ABOUT THIS EXERCISE — Extract each line holding the word "renders" from the entries.

DATA FOR ANALYSIS —
== Segment start ==
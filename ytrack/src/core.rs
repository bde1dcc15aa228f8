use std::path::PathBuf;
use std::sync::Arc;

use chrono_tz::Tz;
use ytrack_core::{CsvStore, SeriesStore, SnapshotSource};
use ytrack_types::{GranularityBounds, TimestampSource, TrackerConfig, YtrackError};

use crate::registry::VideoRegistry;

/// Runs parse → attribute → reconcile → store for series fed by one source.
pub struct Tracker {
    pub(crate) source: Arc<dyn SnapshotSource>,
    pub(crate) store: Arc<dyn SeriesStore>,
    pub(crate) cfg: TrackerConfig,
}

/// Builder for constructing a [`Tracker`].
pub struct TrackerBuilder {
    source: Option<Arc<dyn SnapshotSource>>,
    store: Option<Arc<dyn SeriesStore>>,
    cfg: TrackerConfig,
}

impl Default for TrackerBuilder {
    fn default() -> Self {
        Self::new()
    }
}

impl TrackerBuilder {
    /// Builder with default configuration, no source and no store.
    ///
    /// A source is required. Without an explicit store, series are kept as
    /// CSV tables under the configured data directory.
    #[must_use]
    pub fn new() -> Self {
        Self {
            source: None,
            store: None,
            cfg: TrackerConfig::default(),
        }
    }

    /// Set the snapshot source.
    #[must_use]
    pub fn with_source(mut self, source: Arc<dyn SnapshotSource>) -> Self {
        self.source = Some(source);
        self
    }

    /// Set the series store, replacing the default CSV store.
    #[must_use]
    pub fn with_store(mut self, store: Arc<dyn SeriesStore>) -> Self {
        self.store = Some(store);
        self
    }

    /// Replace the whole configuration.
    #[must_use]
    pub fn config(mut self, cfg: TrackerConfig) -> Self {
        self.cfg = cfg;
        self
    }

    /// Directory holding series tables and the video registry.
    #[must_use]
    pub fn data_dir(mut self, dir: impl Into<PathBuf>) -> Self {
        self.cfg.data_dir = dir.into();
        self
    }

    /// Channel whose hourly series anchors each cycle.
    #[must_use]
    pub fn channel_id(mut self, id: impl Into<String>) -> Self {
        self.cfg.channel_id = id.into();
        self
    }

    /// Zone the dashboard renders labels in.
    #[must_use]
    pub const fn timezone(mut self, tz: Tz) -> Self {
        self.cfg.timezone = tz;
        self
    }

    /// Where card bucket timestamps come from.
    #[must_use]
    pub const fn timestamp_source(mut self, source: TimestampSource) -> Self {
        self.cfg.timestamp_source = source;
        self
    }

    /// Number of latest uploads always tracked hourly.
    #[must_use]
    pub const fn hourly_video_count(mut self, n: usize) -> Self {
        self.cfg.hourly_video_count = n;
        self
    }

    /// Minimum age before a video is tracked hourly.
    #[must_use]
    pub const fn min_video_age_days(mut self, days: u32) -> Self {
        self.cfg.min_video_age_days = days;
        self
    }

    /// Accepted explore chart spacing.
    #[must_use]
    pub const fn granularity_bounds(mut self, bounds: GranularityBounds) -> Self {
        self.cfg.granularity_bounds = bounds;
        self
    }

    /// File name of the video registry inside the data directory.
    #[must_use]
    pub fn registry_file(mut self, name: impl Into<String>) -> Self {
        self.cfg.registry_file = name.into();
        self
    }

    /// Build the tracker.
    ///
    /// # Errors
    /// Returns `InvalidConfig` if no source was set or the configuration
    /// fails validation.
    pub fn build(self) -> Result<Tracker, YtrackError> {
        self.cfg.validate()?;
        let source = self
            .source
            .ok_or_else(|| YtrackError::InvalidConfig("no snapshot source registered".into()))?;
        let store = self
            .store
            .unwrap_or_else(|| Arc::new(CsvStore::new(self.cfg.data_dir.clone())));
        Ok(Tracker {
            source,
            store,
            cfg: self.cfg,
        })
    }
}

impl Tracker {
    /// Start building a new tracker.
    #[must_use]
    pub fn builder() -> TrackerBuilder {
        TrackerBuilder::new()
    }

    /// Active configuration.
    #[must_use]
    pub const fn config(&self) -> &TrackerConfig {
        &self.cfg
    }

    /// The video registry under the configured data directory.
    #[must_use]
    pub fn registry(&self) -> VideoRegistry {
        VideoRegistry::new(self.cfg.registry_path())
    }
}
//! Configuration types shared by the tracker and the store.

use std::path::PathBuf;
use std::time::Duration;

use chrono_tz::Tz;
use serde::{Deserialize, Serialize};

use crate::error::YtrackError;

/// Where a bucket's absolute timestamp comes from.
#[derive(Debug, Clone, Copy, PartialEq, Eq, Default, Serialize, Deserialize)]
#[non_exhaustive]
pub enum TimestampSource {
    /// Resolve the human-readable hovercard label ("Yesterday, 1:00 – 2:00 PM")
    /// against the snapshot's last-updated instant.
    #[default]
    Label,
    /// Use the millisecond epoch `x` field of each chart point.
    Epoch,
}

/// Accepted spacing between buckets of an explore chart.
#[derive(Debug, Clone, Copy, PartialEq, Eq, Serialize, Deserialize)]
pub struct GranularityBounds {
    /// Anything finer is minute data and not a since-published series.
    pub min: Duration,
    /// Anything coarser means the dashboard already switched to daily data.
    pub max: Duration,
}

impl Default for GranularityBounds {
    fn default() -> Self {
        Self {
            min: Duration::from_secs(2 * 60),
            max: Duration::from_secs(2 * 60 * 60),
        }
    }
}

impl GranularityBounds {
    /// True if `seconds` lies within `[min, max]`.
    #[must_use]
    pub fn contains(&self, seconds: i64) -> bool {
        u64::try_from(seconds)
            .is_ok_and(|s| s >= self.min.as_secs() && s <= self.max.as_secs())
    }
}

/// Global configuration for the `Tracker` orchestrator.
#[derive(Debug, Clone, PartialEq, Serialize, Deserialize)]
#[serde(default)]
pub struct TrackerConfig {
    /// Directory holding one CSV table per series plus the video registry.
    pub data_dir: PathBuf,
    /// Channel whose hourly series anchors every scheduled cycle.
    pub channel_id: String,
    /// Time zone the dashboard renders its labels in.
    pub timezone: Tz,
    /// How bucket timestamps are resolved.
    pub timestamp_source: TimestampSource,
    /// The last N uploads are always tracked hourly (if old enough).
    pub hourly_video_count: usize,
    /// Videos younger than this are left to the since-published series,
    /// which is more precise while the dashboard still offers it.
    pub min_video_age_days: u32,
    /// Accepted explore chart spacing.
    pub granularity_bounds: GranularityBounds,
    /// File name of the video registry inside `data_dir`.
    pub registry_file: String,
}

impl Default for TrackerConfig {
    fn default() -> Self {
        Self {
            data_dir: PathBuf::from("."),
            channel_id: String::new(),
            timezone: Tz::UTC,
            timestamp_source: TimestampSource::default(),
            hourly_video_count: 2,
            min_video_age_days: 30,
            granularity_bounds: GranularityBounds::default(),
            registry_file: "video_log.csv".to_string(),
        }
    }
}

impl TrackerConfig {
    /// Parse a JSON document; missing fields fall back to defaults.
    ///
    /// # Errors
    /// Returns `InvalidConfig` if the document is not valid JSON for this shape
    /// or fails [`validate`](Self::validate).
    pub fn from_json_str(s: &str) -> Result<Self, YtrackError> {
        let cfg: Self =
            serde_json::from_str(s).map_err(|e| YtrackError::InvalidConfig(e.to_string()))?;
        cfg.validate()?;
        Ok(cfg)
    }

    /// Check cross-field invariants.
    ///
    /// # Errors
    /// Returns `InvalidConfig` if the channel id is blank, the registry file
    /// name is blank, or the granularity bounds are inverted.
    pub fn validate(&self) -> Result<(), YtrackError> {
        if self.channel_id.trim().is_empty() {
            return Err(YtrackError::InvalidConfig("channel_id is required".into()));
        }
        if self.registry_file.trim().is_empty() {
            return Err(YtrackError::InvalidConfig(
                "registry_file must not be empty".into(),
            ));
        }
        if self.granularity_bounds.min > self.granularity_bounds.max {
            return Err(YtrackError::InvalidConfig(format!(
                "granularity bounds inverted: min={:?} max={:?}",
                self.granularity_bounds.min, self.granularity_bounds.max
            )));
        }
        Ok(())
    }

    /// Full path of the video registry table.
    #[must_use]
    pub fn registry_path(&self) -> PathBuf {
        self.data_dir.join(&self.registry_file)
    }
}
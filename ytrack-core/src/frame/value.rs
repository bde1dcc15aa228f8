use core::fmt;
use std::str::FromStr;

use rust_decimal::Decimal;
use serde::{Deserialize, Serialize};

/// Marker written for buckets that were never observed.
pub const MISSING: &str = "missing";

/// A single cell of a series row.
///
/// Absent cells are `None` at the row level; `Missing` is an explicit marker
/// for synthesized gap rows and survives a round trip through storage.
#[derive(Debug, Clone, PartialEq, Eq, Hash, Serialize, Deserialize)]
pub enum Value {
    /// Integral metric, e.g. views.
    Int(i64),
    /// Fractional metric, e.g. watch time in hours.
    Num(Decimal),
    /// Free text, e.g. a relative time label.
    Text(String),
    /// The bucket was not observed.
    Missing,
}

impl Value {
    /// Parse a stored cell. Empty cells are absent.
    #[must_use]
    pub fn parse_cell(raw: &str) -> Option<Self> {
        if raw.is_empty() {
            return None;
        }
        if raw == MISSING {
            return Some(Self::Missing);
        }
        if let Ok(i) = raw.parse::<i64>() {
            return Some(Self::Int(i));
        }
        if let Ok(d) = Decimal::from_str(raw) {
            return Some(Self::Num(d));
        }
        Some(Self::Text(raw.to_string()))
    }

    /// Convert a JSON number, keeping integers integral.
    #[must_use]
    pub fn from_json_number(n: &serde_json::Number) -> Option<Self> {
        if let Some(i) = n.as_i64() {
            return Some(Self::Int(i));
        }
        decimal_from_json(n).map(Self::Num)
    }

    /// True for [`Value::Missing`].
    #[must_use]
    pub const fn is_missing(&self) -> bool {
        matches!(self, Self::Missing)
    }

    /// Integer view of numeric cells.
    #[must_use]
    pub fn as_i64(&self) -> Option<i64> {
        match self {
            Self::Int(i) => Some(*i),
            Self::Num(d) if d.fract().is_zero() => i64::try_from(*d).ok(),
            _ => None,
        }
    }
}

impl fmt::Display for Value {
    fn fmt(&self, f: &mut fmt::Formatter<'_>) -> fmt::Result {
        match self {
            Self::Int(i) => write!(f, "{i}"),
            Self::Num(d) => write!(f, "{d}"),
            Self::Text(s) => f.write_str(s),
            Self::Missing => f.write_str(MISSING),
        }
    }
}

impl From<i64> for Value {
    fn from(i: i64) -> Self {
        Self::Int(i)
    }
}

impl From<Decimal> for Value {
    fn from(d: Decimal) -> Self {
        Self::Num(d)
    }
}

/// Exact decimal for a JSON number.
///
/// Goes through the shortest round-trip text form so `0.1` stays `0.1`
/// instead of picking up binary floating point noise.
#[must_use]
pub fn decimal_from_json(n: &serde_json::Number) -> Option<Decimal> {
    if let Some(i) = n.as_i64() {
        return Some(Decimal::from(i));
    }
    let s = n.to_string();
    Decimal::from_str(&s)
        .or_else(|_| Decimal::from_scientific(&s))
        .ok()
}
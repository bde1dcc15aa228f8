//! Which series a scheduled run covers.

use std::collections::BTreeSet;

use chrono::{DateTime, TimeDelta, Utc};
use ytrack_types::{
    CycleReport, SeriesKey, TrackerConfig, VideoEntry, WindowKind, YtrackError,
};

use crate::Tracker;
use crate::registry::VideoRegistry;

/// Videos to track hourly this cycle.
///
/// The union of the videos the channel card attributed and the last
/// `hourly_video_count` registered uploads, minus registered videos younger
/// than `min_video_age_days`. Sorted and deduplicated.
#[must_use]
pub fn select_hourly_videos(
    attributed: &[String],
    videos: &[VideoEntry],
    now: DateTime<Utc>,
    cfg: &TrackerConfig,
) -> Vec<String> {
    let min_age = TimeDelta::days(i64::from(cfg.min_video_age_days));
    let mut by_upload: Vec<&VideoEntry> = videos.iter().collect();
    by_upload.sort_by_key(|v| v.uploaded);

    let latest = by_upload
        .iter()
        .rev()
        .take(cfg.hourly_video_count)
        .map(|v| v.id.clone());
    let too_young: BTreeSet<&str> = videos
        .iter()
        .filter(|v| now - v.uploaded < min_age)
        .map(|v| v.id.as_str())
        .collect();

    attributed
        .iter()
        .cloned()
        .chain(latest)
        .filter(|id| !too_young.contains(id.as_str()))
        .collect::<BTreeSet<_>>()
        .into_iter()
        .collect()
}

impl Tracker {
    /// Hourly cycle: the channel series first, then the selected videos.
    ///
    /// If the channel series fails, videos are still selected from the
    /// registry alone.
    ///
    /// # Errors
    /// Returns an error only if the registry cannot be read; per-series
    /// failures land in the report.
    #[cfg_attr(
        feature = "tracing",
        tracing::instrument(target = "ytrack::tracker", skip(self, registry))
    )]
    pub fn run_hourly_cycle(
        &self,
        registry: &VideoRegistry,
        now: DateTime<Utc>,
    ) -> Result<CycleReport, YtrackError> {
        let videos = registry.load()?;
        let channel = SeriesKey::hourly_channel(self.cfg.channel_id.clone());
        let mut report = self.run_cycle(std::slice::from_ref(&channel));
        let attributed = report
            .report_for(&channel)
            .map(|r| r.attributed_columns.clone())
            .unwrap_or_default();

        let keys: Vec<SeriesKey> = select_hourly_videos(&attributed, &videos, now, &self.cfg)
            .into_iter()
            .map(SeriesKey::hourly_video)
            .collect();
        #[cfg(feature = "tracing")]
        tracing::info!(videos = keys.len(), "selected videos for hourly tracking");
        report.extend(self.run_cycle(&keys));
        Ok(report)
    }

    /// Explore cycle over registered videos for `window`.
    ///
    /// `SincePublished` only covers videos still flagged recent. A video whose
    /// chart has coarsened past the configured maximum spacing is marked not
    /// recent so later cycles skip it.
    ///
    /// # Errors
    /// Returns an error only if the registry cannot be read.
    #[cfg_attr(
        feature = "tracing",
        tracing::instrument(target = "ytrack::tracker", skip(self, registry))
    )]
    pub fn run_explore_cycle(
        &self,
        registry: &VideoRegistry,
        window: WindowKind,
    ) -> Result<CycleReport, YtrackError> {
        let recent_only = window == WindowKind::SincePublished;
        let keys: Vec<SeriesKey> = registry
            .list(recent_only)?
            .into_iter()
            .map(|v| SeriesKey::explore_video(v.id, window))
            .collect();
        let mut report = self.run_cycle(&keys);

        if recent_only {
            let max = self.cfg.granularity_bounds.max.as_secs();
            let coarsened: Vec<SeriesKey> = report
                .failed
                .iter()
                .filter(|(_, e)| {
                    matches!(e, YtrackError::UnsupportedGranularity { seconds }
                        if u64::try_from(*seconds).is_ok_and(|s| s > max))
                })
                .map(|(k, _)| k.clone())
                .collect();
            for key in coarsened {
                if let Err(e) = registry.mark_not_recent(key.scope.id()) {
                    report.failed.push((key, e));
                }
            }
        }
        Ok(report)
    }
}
== Segment end ==
EXERCISE OUTPUT —
    /// Zone the dashboard renders labels in.
    /// Time zone the dashboard renders its labels in.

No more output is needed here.